Mayor Andre Dickens recently met alongside Fulton County law enforcement and government officials in a joint conference to announce the launch of the new Repeat Offender Tracking Unit.
Ultimately, officials believe this strategy will crack down on those responsible for the majority of crimes in the county.
“Every week, 30% of the arrests made by APD are men and women who have already been convicted of at least three previous felonies,” the mayor said. “We acknowledge right now that any system that allows a cycle of career criminals, it is a broken system.”
According to data from the Atlanta Police Department, around 1,000 individuals — who are also repeat offenders — are responsible for 40% of Atlanta’s crime.
The tracking unit will consist of two APD members, a Fulton County D.A. representative, a member of the Fulton County Sheriff’s Office and a state community service professional. Their objective will be to gather data on repeat offenders and put them behind bars.
“Today shows you what collaboration and commitment can do, and we are all very honored to be working with the Atlanta Police Foundation,” Fulton County District Attorney Fani Willis said.
Dickens spoke on what he called the “scourge” of repeat offenders.
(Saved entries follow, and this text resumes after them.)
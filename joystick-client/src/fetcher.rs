//! Multiple-content reads through the combine endpoint.
//!
//! Each call runs validate, derive key, read cache, request, decode, shape
//! and write cache, in that order. The cache is written even when `refresh`
//! skipped the read, so a forced refresh repopulates it.

use crate::executor::RequestExecutor;
use crate::transport::HttpMethod;
use joystick_cache::CacheStore;
use joystick_core::validate::check_content_ids;
use joystick_core::{
    CacheKey, CacheKeyBuilder, ClientConfig, ConfigError, CombineResponse, ContentOptions,
    JoystickResult, Params, ResolvedOptions, Violations,
};
use reqwest::Url;
use serde::Serialize;
use serde_json::{Map, Value};
use std::sync::Arc;
use tracing::{debug, warn};

/// Request body for the combine endpoint.
#[derive(Debug, Serialize)]
struct CombineBody<'a> {
    u: &'a str,
    p: ParamsBody<'a>,
    #[serde(skip_serializing_if = "Option::is_none")]
    v: Option<&'a str>,
}

#[derive(Debug, Serialize)]
#[serde(untagged)]
enum ParamsBody<'a> {
    Params(&'a Params),
    Empty(Map<String, Value>),
}

impl<'a> CombineBody<'a> {
    fn from_config(config: &'a ClientConfig) -> Self {
        Self {
            u: config.user_id().unwrap_or(""),
            p: match config.params() {
                Some(params) => ParamsBody::Params(params),
                None => ParamsBody::Empty(Map::new()),
            },
            v: config.sem_ver().map(|v| v.as_str()),
        }
    }
}

#[derive(Clone)]
pub struct MultipleContentFetcher {
    executor: RequestExecutor,
    cache: Arc<dyn CacheStore>,
    keys: CacheKeyBuilder,
}

impl MultipleContentFetcher {
    pub(crate) fn new(executor: RequestExecutor, cache: Arc<dyn CacheStore>) -> Self {
        let keys = CacheKeyBuilder::new(executor.config());
        Self {
            executor,
            cache,
            keys,
        }
    }

    /// Fetch every id in one request, keyed by content id in the order the
    /// service returned them.
    pub async fn get_contents<S: AsRef<str>>(
        &self,
        content_ids: &[S],
        options: &ContentOptions,
    ) -> JoystickResult<Map<String, Value>> {
        let mut violations = Violations::new();
        check_content_ids(content_ids, &mut violations);
        violations.into_result()?;
        self.fetch(content_ids, options).await
    }

    /// Like [`get_contents`](Self::get_contents) with a loosely-typed option
    /// bag. Id and option violations are reported in one error.
    pub async fn get_contents_with_raw_options<S: AsRef<str>>(
        &self,
        content_ids: &[S],
        options: &Value,
    ) -> JoystickResult<Map<String, Value>> {
        let mut violations = Violations::new();
        check_content_ids(content_ids, &mut violations);
        let options = ContentOptions::collect(options, &mut violations);
        violations.into_result()?;
        self.fetch(content_ids, &options).await
    }

    async fn fetch<S: AsRef<str>>(
        &self,
        content_ids: &[S],
        options: &ContentOptions,
    ) -> JoystickResult<Map<String, Value>> {
        let ids: Vec<&str> = content_ids.iter().map(AsRef::as_ref).collect();
        let resolved = options.resolve(self.executor.config());
        let key = self.cache_key(&ids, &resolved)?;

        if !resolved.bypasses_cache() {
            if let Some(cached) = self.read_cache(&key).await? {
                return Ok(cached);
            }
        }

        let url = self.combine_url(&ids, &resolved)?;
        let body = CombineBody::from_config(self.executor.config());
        let decoded = self.executor.execute(HttpMethod::Post, url, &body).await?;

        let response = CombineResponse::from_value(decoded)?;
        let failures = response.failures();
        if !failures.is_empty() {
            warn!(failed = failures.len(), "combine response contains failed items");
        }
        let shaped = response.shape(resolved.wants_full_response())?;

        self.cache
            .set(
                &key,
                Value::Object(shaped.clone()),
                self.executor.config().cache_expiration(),
            )
            .await?;

        Ok(shaped)
    }

    fn cache_key(&self, ids: &[&str], resolved: &ResolvedOptions) -> JoystickResult<CacheKey> {
        let mut sorted = ids.to_vec();
        sorted.sort_unstable();
        let key = self.keys.build(&[
            Value::from(sorted),
            Value::from(resolved.serialized),
            resolved.full_response.map_or(Value::Null, Value::from),
        ])?;
        Ok(key)
    }

    async fn read_cache(&self, key: &CacheKey) -> JoystickResult<Option<Map<String, Value>>> {
        match self.cache.get(key).await? {
            Some(Value::Object(map)) if !map.is_empty() => {
                debug!(key = %key, "cache hit");
                Ok(Some(map))
            }
            Some(other) if is_truthy(&other) => {
                warn!(key = %key, "ignoring cached value that is not an object");
                Ok(None)
            }
            _ => {
                debug!(key = %key, "cache miss");
                Ok(None)
            }
        }
    }

    fn combine_url(&self, ids: &[&str], resolved: &ResolvedOptions) -> JoystickResult<Url> {
        let encoded_ids = Value::from(ids.to_vec()).to_string();
        let mut query = vec![("c", encoded_ids.as_str()), ("dynamic", "true")];
        if resolved.serialized {
            query.push(("responseType", "serialized"));
        }

        let base = &self.executor.config().endpoints().combine_url;
        let url = Url::parse_with_params(base, &query).map_err(|e| ConfigError::InvalidValue {
            field: "combine_url".to_string(),
            value: base.clone(),
            reason: e.to_string(),
        })?;
        Ok(url)
    }
}

/// Loose truthiness for cached values: `null`, `false`, `0`, `""`, `"0"`
/// and empty collections count as absent.
fn is_truthy(value: &Value) -> bool {
    match value {
        Value::Null => false,
        Value::Bool(b) => *b,
        Value::Number(n) => n.as_f64().map_or(true, |f| f != 0.0),
        Value::String(s) => !(s.is_empty() || s == "0"),
        Value::Array(items) => !items.is_empty(),
        Value::Object(map) => !map.is_empty(),
    }
}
“That’s pretty much a textbook definition of a life of crime. We catch them, we arrest them, we convict them. But somehow, they’re back on our streets and often they’re back to criminal behavior.”
The tracking unit will help police share important data with prosecutors and judges so they can better determine who to keep behind bars longer while they await trial.
“Better decisions begin with better information,” Fulton Superior Court Chief Judge Christopher Brasher said. “It helps the officers on the street, it helps the prosecutors, and of course, it helps the judges make better decisions.”
Fulton County Sheriff Patrick Labat said he expects the new unit will lead to a temporary spike in jail inmates.
“You will see jail numbers rise. I’m going to be perfectly honest, and in that space, it is because we are going after those who mean us no good,” Labat said.
Atlanta Police Chief Rodney Bryant said he hopes the unit, although currently at a small size, will expand in the future.
The office will be based on Mitchell Sreet in downtown Atlanta, and is being funded by both public and private sources such as the Central Atlanta Progress, the Midtown Alliance and the Buckhead Coalition.
“We are being very intentional about addressing our repeat offender issues. We have to really start being aggressive. The tracking unit is designed to get these serial, repeat offenders off the city’s streets. Any system that allows a cycle of career criminals is a broken system,” Bryant stated.
Bryant noted that in the past four weeks alone, his officers had charged 75 individuals with more than 1,800 combined arrests.
However, activists remain unconvinced about the new strategy, arguing that it doesn’t tackle the root cause of serial crime.
“I’m not impressed because I don’t believe that it has the resources that are needed to really get to the core of why we have repeat offenders in the first place,” said Daven Barrington-Ward from the Alliance to Close the Atlanta Detention Center. “My concern is that we are going to use this as a license to fill up a jail that is on track to be closed and reimagined and repurposed into a community center.”